Pediatric convulsive SE occurs in up to 0.08% of pediatric inpatient admissions with a mortality of up to 1%. There appear to be several risk factors that can predict mortality. These may warrant additional monitoring and aggressive management.
Status epilepticus (SE) is characterized by prolonged seizures or by multiple seizures without full restoration of consciousness between events . The condition is associated with significant morbidity and mortality. SE is thought to have a fatality rate of approximately 2% , . Complications of SE are also significant and include refractory epilepsy, neurologic deficits and repeated episodes of SE .
While a number of studies have identified associations for poor outcomes in SE , , the use of publically available hospital databases with large sample sizes may allow for better determination of morbidity and mortality risk factors for patients with this condition. In this study, we investigate potential risk factors leading to death in children presenting with generalized convulsive SE.
This study utilized patient data acquired from the Kids' Inpatient Database (KID). The KID dataset has been set up through the Healthcare Cost and Utilization Project (HCUP) and is the only all-payer inpatient care database for children in the United States. Data from both insured and uninsured pediatric patients, defined as individuals less than 20 years of age, are collected. Data collected from KID include demographic information, including patient age, gender, race, median income and ZIP code, primary and secondary diagnoses, procedures, payment information, and patient length of stay. KID also collects information on factors including hospital size, teaching status, type of hospital and hospital location. We used data from the years 1997, 2000, 2003 and 2006. The 1997 database includes data from 2,521 hospitals in 22 states, the 2000 database includes data from 2,784 hospitals in 27 states, the 2003 database includes data from 3,438 hospitals in 36 states, and the 2006 database includes data from 3,739 hospitals in 38 states. Twenty percent of normal newborn births and 80% of the inpatient admissions from each institution are included in the dataset as a systematic random sample .
Prior to data analysis, the Institutional Review Boards of Case Western Reserve University and University Hospitals, Cleveland, OH, and Boston Children's Hospital, Boston, MA, granted exempt status to this study. Informed consent was not required. This study was done in accordance with the HCUP user agreement.
We queried KID for cases with a diagnostic code of generalized convulsive status epilepticus via usage of the International Statistical Classification of Diseases and Related Health Problems, 9th revision (ICD-9) code 345.3. This code corresponds to “grand mal status”. No other ICD-9 codes were used. Data pertaining to month of admission, admission source (from the emergency room, at birth, from outside the hospital and from outside the facility), sex, elective admission or not, age, length of stay, ethnicity, income level (assessed as median income per ZIP code), hospital type (general hospital, children's hospital, or general hospital with a children's unit), hospital bed size, hospital location (rural versus urban and geographic region), and teaching status of hospital were collected.
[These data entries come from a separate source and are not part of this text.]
//! Change sources: where raw filesystem events come from.

use std::fmt;
use std::path::Path;

use tokio::sync::mpsc;

use vigil_core::{SourceMode, WatchEvent, WatchTarget, WatcherConfig};

use crate::error::WatchError;
use crate::native::NativeSource;
use crate::poll::PollSource;

/// Channel a source pushes raw events into. Sources call `blocking_send`
/// from their own threads.
pub type EventSender = mpsc::Sender<WatchEvent>;

#[derive(Debug, Clone, Copy, PartialEq, Eq)]
pub enum SourceKind {
    Native,
    Poll,
    /// Supplied by the embedder through `Watcher::watch_with_source`.
    External,
}

impl fmt::Display for SourceKind {
    fn fmt(&self, f: &mut fmt::Formatter<'_>) -> fmt::Result {
        match self {
            SourceKind::Native => write!(f, "native"),
            SourceKind::Poll => write!(f, "poll"),
            SourceKind::External => write!(f, "external"),
        }
    }
}

/// A producer of raw [`WatchEvent`]s for a set of targets.
///
/// Events carry the target path as configured. A source reports the removal
/// of a target root as a single `gone` event and stops reporting that target.
pub trait ChangeSource: Send {
    fn kind(&self) -> SourceKind;

    /// Start observing `target`. Fails with [`WatchError::TargetUnavailable`].
    fn add(&mut self, target: &WatchTarget) -> Result<(), WatchError>;

    /// Stop observing the target registered under `path`. Unknown paths are ignored.
    fn remove(&mut self, path: &Path);

    /// Re-register targets whose root was replaced since the last call and
    /// return the events that produced. Called from the pump while no raw
    /// events are queued.
    fn rearm(&mut self) -> Vec<WatchEvent> {
        Vec::new()
    }

    /// Release OS handles and threads. Idempotent.
    fn close(&mut self);
}

/// Build the source `config.mode` asks for.
///
/// `auto` prefers the native facility and falls back to polling with one warning.
pub fn select_source(
    config: &WatcherConfig,
    tx: EventSender,
) -> Result<Box<dyn ChangeSource>, WatchError> {
    match config.mode {
        SourceMode::Poll => Ok(Box::new(PollSource::new(tx, config.poll_interval()))),
        SourceMode::Native => Ok(Box::new(NativeSource::new(tx)?)),
        SourceMode::Auto => match NativeSource::new(tx.clone()) {
            Ok(source) => Ok(Box::new(source)),
            Err(err) => {
                tracing::warn!(
                    error = %err,
                    interval_ms = config.poll_interval_ms,
                    "falling back to polling",
                );
                Ok(Box::new(PollSource::new(tx, config.poll_interval())))
            }
        },
    }
}
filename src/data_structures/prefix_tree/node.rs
//! Node implementation for the prefix tree.
//!
//! Each node owns its children directly, so the structure is a plain tree
//! with no shared ownership and no back-references. A word of `n` characters
//! is a chain `n` nodes deep, so nothing here may recurse on depth.

use std::collections::BTreeMap;
use std::fmt;

/// A node in the prefix tree.
///
/// Every node except the root represents one character on a path from the root.
/// Nodes flagged with `is_word` terminate a word that was explicitly added.
#[derive(Default)]
pub struct TreeNode {
    /// The character on the edge leading to this node (`None` for the root)
    pub letter: Option<char>,

    /// Child nodes keyed by character, iterated in sorted order
    pub children: BTreeMap<char, TreeNode>,

    /// Whether the path ending at this node is an added word
    pub is_word: bool,
}

impl TreeNode {
    /// Creates the root sentinel, which carries no letter.
    pub fn root() -> Self {
        Self::default()
    }

    /// Creates a non-word node for `letter`.
    pub fn new(letter: char) -> Self {
        Self {
            letter: Some(letter),
            children: BTreeMap::new(),
            is_word: false,
        }
    }

    /// Returns the child for `letter`, if one exists.
    pub fn child(&self, letter: char) -> Option<&TreeNode> {
        self.children.get(&letter)
    }
}

impl Drop for TreeNode {
    fn drop(&mut self) {
        // Detach descendants onto the heap so each node drops with no children
        let mut pending: Vec<TreeNode> = std::mem::take(&mut self.children).into_values().collect();
        while let Some(mut node) = pending.pop() {
            pending.extend(std::mem::take(&mut node.children).into_values());
        }
    }
}

impl fmt::Debug for TreeNode {
    fn fmt(&self, f: &mut fmt::Formatter<'_>) -> fmt::Result {
        f.debug_struct("TreeNode")
            .field("letter", &self.letter)
            .field("children", &self.children.keys().collect::<Vec<_>>())
            .field("is_word", &self.is_word)
            .finish()
    }
}
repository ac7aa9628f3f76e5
//! Configuration error module.
//!
//! This module defines error types that may occur during configuration loading,
//! parsing, and validation operations.

use std::path::PathBuf;
use thiserror::Error;

/// Errors that can occur during configuration operations.
#[derive(Error, Debug)]
pub enum ConfigError {
    /// Error when the configuration file is missing.
    #[error("Configuration file not found: {0}")]
    FileNotFound(PathBuf),

    /// Error when parsing the configuration file.
    #[error("Failed to parse configuration file: {0}")]
    ParseError(String),

    /// Error when validating the configuration.
    #[error("Configuration validation error: {0}")]
    ValidationError(String),

    /// Error when a configuration value is out of the valid range.
    #[error("Configuration value {key} is out of valid range: {message}")]
    ValueOutOfRange {
        /// The key of the invalid value
        key: String,
        /// Description of the valid range
        message: String,
    },
}
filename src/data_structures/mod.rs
//! Data structures for Mauka Autocomplete.
//!
//! This module contains the in-memory structures that back completion
//! lookups. They are single-threaded and owned by their caller.

pub mod prefix_tree;

// Re-export common data structures
pub use prefix_tree::{PrefixTree, TreeNode};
We also used ICD-9 codes to collect data pertaining to patient comorbidities, interventions and complications (table 1). Outcomes pertaining to mortality, which were listed separately in the KID dataset, were collected for each patient.
Univariate logistic testing was used to screen for significant risk factors of death. Risk factors with an associated p-value less than 0.20 were entered into a stepwise backwards conditional multivariable logistic regression procedure. The multivariable model only retained risk factors with an associated p-value less than 0.05. Two-way interaction terms were entered one at a time into the resulting multivariable model and were retained if the associated p-value was less than 0.05. Model validity was assessed using the Hosmer and Lemeshow goodness-of-fit test with p-value greater than 0.05 indicating adequate model fit of data. All statistical analyses were performed in Stata 11.0 (Statacorp, College Station, TX).
A total of 14,965,571 patients were included based on the KID datasets from 1997, 2000, 2003 and 2006. Of these, 12,365 patients (0.083%) were diagnosed with convulsive SE, including 5,541 (44.8%) girls. Five patients (<0.0001%) were excluded from the study due to insufficient data for the tested variables. Mean patient age was 6.2±5.5 years (range <1–20 years, median 5 years). One-hundred-and-seventeen patients (0.95%) with convulsive SE died during their inpatient admission. Additional demographic data are provided in table 2.
Logistic testing was done to identify potential risk factors for death in convulsive status epilepticus, and those risk factors associated with a p-value of 0.20 were entered into a multivariate model. Factors with a p-value of less than 0.05 were taken as significant following model verification. Univariate and multivariate calculations are provided in tables 1, ,33 and and44.
African American children were at a significantly lower risk of mortality following an episode of convulsive SE (p=0.009). Patients in other racial groups did not have an associated increase or decrease in mortality. No association was found between patient age and mortality risk. Household income, calculated as the average income in a ZIP code region, was also not a significant risk factor for death.
Using univariate analysis, cases referred from outside hospitals were associated with a higher rate of mortality, as were Children's Hospitals, Teaching Hospitals, and General Hospitals with a Children's Unit. These findings were not significant in multivariate analysis. Patient length of stay, weekend versus weekday admission, hospital size and geographic region of hospital were not associated with an increased risk of mortality. None of these factors emerged as significant in multivariate analysis.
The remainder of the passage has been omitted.